Thursday, November 19, 2009

23,360 Nukes!


Question: What is the relationship of the numbers 23,360, 111 and 14?

Answer: "There are approximately 23,360 nuclear weapons located at some 111 sites in 14 countries.  Nearly half these weapons are active or operationally deployed" (Nuclear Notebook: Worldwide deployments of nuclear weapons, 2009).

That's the news from the Bulletin of the Atomic Scientists in its most recent look at where the weapons are.  The good news here is that there are fewer weapons than at the height of the Cold War, and the number of sites hosting nuclear weapons has decreased.  The bad news is that there are still far too many nuclear weapons out there in far too many places, and the U.S. and Russia have 96 percent of the global inventory (only 91 percent if you're talking about deployed weapons).  Here is the breakdown by country (from the Bulletin's report):
  • Russia 13,000*
  • United States 9,400**
  • France 300
  • China 240
  • Britain 180
  • Israel 80–100
  • Pakistan 70–90
  • India 60–80
  • North Korea ?
* Approximately 4,850 of the Russian warheads are operational or active. The status of the other 8,150

warheads is unclear. Some portion may be in reserve with the balance retired and awaiting dismantlement.

** Approximately 5,200 of the U.S. warheads are in the military stockpile (about 2,700 deployed); 4,200 retired warheads are awaiting dismantlement.

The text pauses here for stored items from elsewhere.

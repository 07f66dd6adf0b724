use std::sync::Arc;

use pipeline::services::HttpExtractor;
use server::config::ServerConfig;
use server::state::AppState;
use tracing_subscriber::{layer::SubscriberExt, util::SubscriberInitExt};

#[tokio::main]
async fn main() -> anyhow::Result<()> {
    tracing_subscriber::registry()
        .with(tracing_subscriber::fmt::layer())
        .with(tracing_subscriber::EnvFilter::from_default_env())
        .init();

    let config = ServerConfig::from_env();

    let pool = db::create_pool(&config.database_url).await?;
    db::run_migrations(&pool).await?;

    let knowledge = db::KnowledgeRepository::new(pool.clone());
    let seeded = knowledge.seed_defaults().await?;
    if seeded > 0 {
        tracing::info!(count = seeded, "seeded knowledge base");
    }

    let mut state = AppState::new(pool, config.llm.clone(), config.pipeline.clone());
    if let Some(url) = &config.extractor_url {
        state = state.with_extractor(Arc::new(HttpExtractor::new(url)));
    }

    let app = server::create_router(state);

    let listener = tokio::net::TcpListener::bind(config.bind_addr()).await?;
    tracing::info!("Server listening on {}", listener.local_addr()?);
    axum::serve(listener, app).await?;

    Ok(())
}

While it's easy to get bogged down in the numbers, it is safe to say that every nuclear weapon eliminated from any nation's arsenal is one less weapon to worry about.  It is also obvious that the two major nuclear powers must reduce their arsenals (both deployed and those in storage) NOW to levels significantly below the current numbers if other nations are to take seriously the upcoming Nuclear Non Proliferation Treaty Review Conference.

Send a message to President Obama today telling him to take bold action and initiate deep cuts in the U.S. nuclear arsenal along with other important steps to send a clear message that the U.S. is serious about bringing us closer to a world free of nuclear weapons. 



Reference:  Robert S. Norris & Hans M. Kristensen, “Nuclear Notebook: Worldwide deployments of nuclear weapons, 2009,” Bulletin of the Atomic Scientists, November/December 2009, vol. 65, no. 6, pp. 86–98.